Un passé qui ne passe pas


Singapour: les morts hantent les vivants
Promenade devant l'hôtel Marina Bay Sands à Singapour, septembre 2016. Photo : Roslan Rahman/ AFP

Sous ses airs de Monaco asiatique, la cité-État de Singapour cache un passé qui ne passe pas. À l’ombre des gratte-ciel flambant neufs, les victimes des atrocités commises par l’occupant  japonais (1942-1945) crient justice.


Dès son arrivée à Singapour, le voyageur européen comprend qu’il a changé de dimension. À l’intérieur du « meilleur aéroport au monde » (selon le classement Skytrax), la plus haute cascade artificielle existante, le « Rain Vortex », déverse 500 000 litres d’eau de pluie sur une hauteur de 40 mètres au milieu d’une jungle équatoriale recréée avec 2 000 arbres et orchidées à foison. La dernière œuvre monumentale de l’architecte israélo-canadien Moshe Safdie, qui a coûté plus d’un milliard d’euros, est emblématique de l’approche futuriste de cette cité-État, devenue un pôle financier à l’échelle planétaire.

À Singapour, rien n’est laissé au hasard. L’édification des gratte-ciel du nouveau quartier d’affaires est soumise à de savants calculs en conformité avec les principes de l’art millénaire chinois du feng shui, qui vise à optimiser les flux d’énergie. L’État veille à la sérénité des lieux en appliquant une politique de tolérance zéro en matière d’incivilités, de corruption ou de trafic de stupéfiants. Ici, pas d’atmosphère chaotique ponctuée de bruits de klaxons. L’ordre et le calme règnent grâce à des milliers de caméras dissimulées dans l’espace public et bientôt renforcées par l’installation de dispositifs de reconnaissance faciale sur les 100 000 réverbères de la ville [tooltips content= »lesechos.fr/monde/asie-pacifique/ securite-singapour-va-tester-la-reconnaissance-retinienne-136249″](1)[/tooltips]. Sur fond de gigantisme et d’une débauche de luxe, les affaires sont florissantes. C’est Monaco à la puissance mille !

Mais dans ce paradis capitaliste de la finance globalisée où les fonds d’investissement spéculatifs règnent en maîtres, il reste un phénomène que personne ne parvient à maîtriser : celui de la prolifération des apparitions surnaturelles ! Dans les parcs, sur les plages, dans les rues, les fantômes sont légion [tooltips content= »todayonline.com/lifestyle/10-most-haunted-places-singapore »](2)[/tooltips], c’est en tout cas une évidence pour les habitants de la ville.
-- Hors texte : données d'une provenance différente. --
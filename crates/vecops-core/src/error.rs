use thiserror::Error;

/// Error taxonomy shared across the workspace.
///
/// Recoverable conditions (per-document repair failures, degraded search)
/// are reported as values by the callers that encounter them; only the
/// variants below travel through `?`.
#[derive(Debug, Error)]
pub enum Error {
    #[error("Invalid configuration: {0}")]
    InvalidConfig(String),

    #[error("Cannot reach database: {0}")]
    Connectivity(String),

    #[error("Not found: {0}")]
    NotFound(String),

    #[error("No vector index covers {collection}.{field}")]
    IndexMissing { collection: String, field: String },

    #[error("Dimension mismatch: expected {expected}, got {actual}")]
    DimensionMismatch { expected: usize, actual: usize },

    #[error("Vector index creation failed on {collection}.{field}: {message}")]
    IndexCreation {
        collection: String,
        field: String,
        message: String,
    },

    #[error("operation failed: {0}")]
    Operation(String),

    #[error(transparent)]
    Json(#[from] serde_json::Error),
}

pub type Result<T> = std::result::Result<T, Error>;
Au grand désarroi du monde des affaires, les ectoplasmes sont même particulièrement présents dans les somptueux palaces de la ville hérités de la colonisation britannique.

Ceux-ci se montrent particulièrement facétieux et incommodants un mois par an, lors du septième mois lunaire bouddhiste ou taoïste, dit « mois des fantômes affamés », lorsque les esprits tourmentés des damnés reviennent hanter les vivants du fond de leurs enfers. Pour les apaiser, les Singapouriens (dont 75 % sont Chinois) multiplient les offrandes et rivalisent de piété. Ils se gardent bien d’entreprendre quoi que ce soit d’important en cette période périlleuse.
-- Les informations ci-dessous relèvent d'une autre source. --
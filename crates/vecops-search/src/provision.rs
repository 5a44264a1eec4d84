//! View/connection provisioning cache.
//!
//! One-time setup work (vector index + search view creation) is expensive
//! and must not rerun on every connect call. [`ProvisionCache`] remembers,
//! per logical resource key, whether provisioning already happened and
//! under which configuration fingerprint. The cache is an injectable
//! object rather than ambient process state, with an explicit clear API
//! for tests, and it is never the source of truth: the database decides
//! what actually exists.

use std::collections::{BTreeMap, HashMap};
use std::future::Future;
use std::str::FromStr;
use std::sync::Mutex;

use serde::Serialize;
use tracing::{debug, info};

use vecops_core::types::{CollectionLink, FieldLink, IndexParams, ViewDefinition};
use vecops_core::{Error, Result};
use vecops_store::DocumentStore;

/// Global policy selecting when the provisioner runs, read from
/// `VECOPS_VIEW_UPDATE_POLICY`.
#[derive(Debug, Clone, Copy, Default, PartialEq, Eq)]
pub enum UpdatePolicy {
    /// Run the provisioner on every call, cache state notwithstanding.
    AlwaysRecreate,
    /// Run only when no entry exists or the fingerprint changed.
    #[default]
    CheckConfig,
    /// Run at most once per key for the process lifetime, even across
    /// fingerprint changes.
    NeverRecreate,
}

impl FromStr for UpdatePolicy {
    type Err = Error;

    fn from_str(s: &str) -> Result<Self> {
        match s {
            "always_recreate" => Ok(Self::AlwaysRecreate),
            "check_config" => Ok(Self::CheckConfig),
            "never_recreate" => Ok(Self::NeverRecreate),
            other => Err(Error::InvalidConfig(format!(
                "unknown view update policy '{other}'"
            ))),
        }
    }
}

impl UpdatePolicy {
    /// Policy from an optional configured value; absent means the default.
    pub fn from_config(value: Option<&str>) -> Result<Self> {
        value.map_or(Ok(Self::default()), str::parse)
    }
}

/// Equality key over a desired configuration, used to detect whether
/// re-provisioning is needed.
pub fn fingerprint<C: Serialize>(config: &C) -> Result<String> {
    let bytes = serde_json::to_vec(config)?;
    Ok(blake3::hash(&bytes).to_hex().to_string())
}

#[derive(Debug, Clone)]
struct ProvisionRecord {
    provisioned: bool,
    fingerprint: String,
}

/// Process-wide provisioning memory. The mutex guards the whole
/// read-modify-write of the map; two first-time connects racing on one
/// key otherwise both decide to provision.
#[derive(Debug, Default)]
pub struct ProvisionCache {
    policy: UpdatePolicy,
    entries: Mutex<HashMap<String, ProvisionRecord>>,
}

impl ProvisionCache {
    pub fn new(policy: UpdatePolicy) -> Self {
        Self {
            policy,
            entries: Mutex::new(HashMap::new()),
        }
    }

    pub fn policy(&self) -> UpdatePolicy {
        self.policy
    }

    fn lock(&self) -> Result<std::sync::MutexGuard<'_, HashMap<String, ProvisionRecord>>> {
        self.entries
            .lock()
            .map_err(|_| Error::Operation("provision cache lock poisoned".to_string()))
    }

    /// Run `provisioner` if the policy says the work is due, and record
    /// the result. Returns whether the provisioner ran. The record is
    /// stored only after the provisioner succeeds, so a failed attempt is
    /// retried on the next call.
    pub async fn get_or_provision<C, F, Fut>(
        &self,
        key: &str,
        desired: &C,
        provisioner: F,
    ) -> Result<bool>
    where
        C: Serialize,
        F: FnOnce() -> Fut,
        Fut: Future<Output = Result<()>>,
    {
        let fp = fingerprint(desired)?;
        let due = {
            let entries = self.lock()?;
            match self.policy {
                UpdatePolicy::AlwaysRecreate => true,
                UpdatePolicy::NeverRecreate => !entries.contains_key(key),
                UpdatePolicy::CheckConfig => entries
                    .get(key)
                    .map_or(true, |rec| !rec.provisioned || rec.fingerprint != fp),
            }
        };
        if !due {
            debug!(key, "provisioning cached, skipping");
            return Ok(false);
        }
        info!(key, "provisioning resource");
        provisioner().await?;
        self.lock()?.insert(
            key.to_string(),
            ProvisionRecord {
                provisioned: true,
                fingerprint: fp,
            },
        );
        Ok(true)
    }

    /// Forget one key; the next `get_or_provision` re-provisions it.
    pub fn clear(&self, key: &str) -> Result<()> {
        self.lock()?.remove(key);
        Ok(())
    }

    /// Forget everything. Used by tests to reset state between scenarios.
    pub fn clear_all(&self) -> Result<()> {
        self.lock()?.clear();
        Ok(())
    }

    pub fn is_provisioned(&self, key: &str) -> bool {
        self.lock()
            .map(|entries| entries.get(key).map(|r| r.provisioned).unwrap_or(false))
            .unwrap_or(false)
    }
}

/// Desired search setup for one collection: the index parameters plus the
/// analyzed text fields of its search view. Serializable so the whole
/// struct is the fingerprint input.
#[derive(Debug, Clone, Serialize)]
pub struct SearchSetup {
    pub collection: String,
    pub field: String,
    pub params: IndexParams,
    /// (document field, analyzers) pairs linked into the view.
    pub analyzed_fields: Vec<(String, Vec<String>)>,
}

impl SearchSetup {
    pub fn view_name(&self) -> String {
        format!("{}_search", self.collection)
    }

    fn view_definition(&self) -> ViewDefinition {
        let mut fields = BTreeMap::new();
        for (field, analyzers) in &self.analyzed_fields {
            fields.insert(
                field.clone(),
                FieldLink {
                    analyzers: analyzers.clone(),
                },
            );
        }
        let mut links = BTreeMap::new();
        links.insert(self.collection.clone(), CollectionLink { fields });
        ViewDefinition {
            name: self.view_name(),
            kind: "arangosearch".to_string(),
            links,
        }
    }
}

/// Resource key for a collection's search setup within a database.
pub fn resource_key(database: &str, collection: &str) -> String {
    format!("views-for-{database}/{collection}")
}

/// Idempotently provision the vector index and search view for one
/// collection, going through the cache so repeated connect calls skip the
/// work.
pub async fn ensure_search_ready(
    store: &dyn DocumentStore,
    cache: &ProvisionCache,
    database: &str,
    setup: &SearchSetup,
) -> Result<bool> {
    let key = resource_key(database, &setup.collection);
    cache
        .get_or_provision(&key, setup, || async {
            crate::index_repair::repair(store, &setup.collection, &setup.field, &setup.params)
                .await?;
            let view_name = setup.view_name();
            if !store.list_views().await?.contains(&view_name) {
                store.create_view(&setup.view_definition()).await?;
            }
            Ok(())
        })
        .await
}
Reste à savoir qui est responsable de cette invasion d’outre-tombe. Tout d’abord, la poussée démographique et la spéculation immobilière ont aiguisé les appétits de terrains. On a donc systématiquement détruit des cimetières, exproprié les sépultures et reconstruit des immeubles sur ces lieux sensibles, sans se soucier du sacrilège commis.[tooltips content= »campus.sg/why-are-some-mrts-considered-haunted/ « ](3)[/tooltips]

En second lieu, l’ancien occupant japonais (1942-1945) continue à semer le chaos et à déchaîner des forces infernales par ses atrocités passées et par le refus de faire acte de repentance. Pour rappel, à la chute de Singapour, en 1942, quelque 50 000 soldats britanniques et alliés furent faits prisonniers et soumis aux pires sévices par les troupes du général Tomoyuki Yamashita (pendu aux Philippines en 1946) qui, dans une offensive éclair avaient conquis la péninsule malaisienne. Nombre d’entre eux furent affectés à la construction de « la voie ferrée de la mort » reliant la Thaïlande à la Birmanie, comme le relate l’écrivain Pierre Boulle dans Le Pont de la rivière Kwai.
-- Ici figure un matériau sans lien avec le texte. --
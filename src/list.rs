use std::io::Write;

use kube::api::ListParams;

use crate::{
    aggregate::aggregate,
    client::ClusterApi,
    decode::{decode_controllers, decode_services},
    error::Result,
    present,
};

/// Run the `list` command: fetch services and controllers, group them by
/// their `kubeware` label and write the groups to `out` as YAML.
///
/// Services are fetched and decoded before controllers are requested; any
/// failure stops the command before anything is written.
pub async fn run_list<C, W>(api: &C, out: &mut W) -> Result<()>
where
    C: ClusterApi + ?Sized,
    W: Write,
{
    let filter = ListParams::default();

    let services = decode_services(&api.get_services(&filter).await?)?;
    let controllers = decode_controllers(&api.get_controllers(&filter).await?)?;

    let kubes = aggregate(&services.items, &controllers.items);
    present::print(&kubes, out)
}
À Singapour même, les Japonais, par le biais de leur « Gestapo », la Kenpeitai, et de collaborateurs locaux, se lancèrent dans une opération visant à éliminer tout ennemi potentiel au sein de la communauté chinoise. Il s’ensuivit le massacre dit de Sook Ching, à savoir l’élimination par des méthodes atroces d’hommes chinois âgés de 18 à 50 ans. Les Singapouriens ont avancé le nombre de 50 000 victimes, alors que les Japonais n’en reconnaissent que 5 000 !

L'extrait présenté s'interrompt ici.